Records for this exercise: Begin

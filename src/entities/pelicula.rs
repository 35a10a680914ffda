use sea_orm::entity::prelude::*;

use crate::models::Movie;

#[derive(Clone, Debug, PartialEq, DeriveEntityModel)]
#[sea_orm(table_name = "peliculas")]
pub struct Model {
    #[sea_orm(primary_key)]
    pub id: i64,
    pub titulo: String,
    pub sinopsis: String,
    pub fecha: String,
    pub genero: String,
    pub duracion: String,
    pub director: String,
    pub actores: String,
    pub imagen: String,
    pub trailer: String,
    pub fecha_creacion: String,
}

#[derive(Copy, Clone, Debug, EnumIter, DeriveRelation)]
pub enum Relation {}

impl ActiveModelBehavior for ActiveModel {}

impl From<Model> for Movie {
    fn from(row: Model) -> Self {
        Movie {
            id: row.id,
            title: row.titulo,
            synopsis: row.sinopsis,
            release_date: row.fecha,
            genre: row.genero,
            duration: row.duracion,
            director: row.director,
            cast: row.actores,
            poster_url: row.imagen,
            trailer_url: row.trailer,
            created_at: row.fecha_creacion,
        }
    }
}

Records for this exercise: End

> **What to do**: If a line of the entries contains the string "Movie", it counts; report how many such lines there are, as a bare number.

> **Result**: 3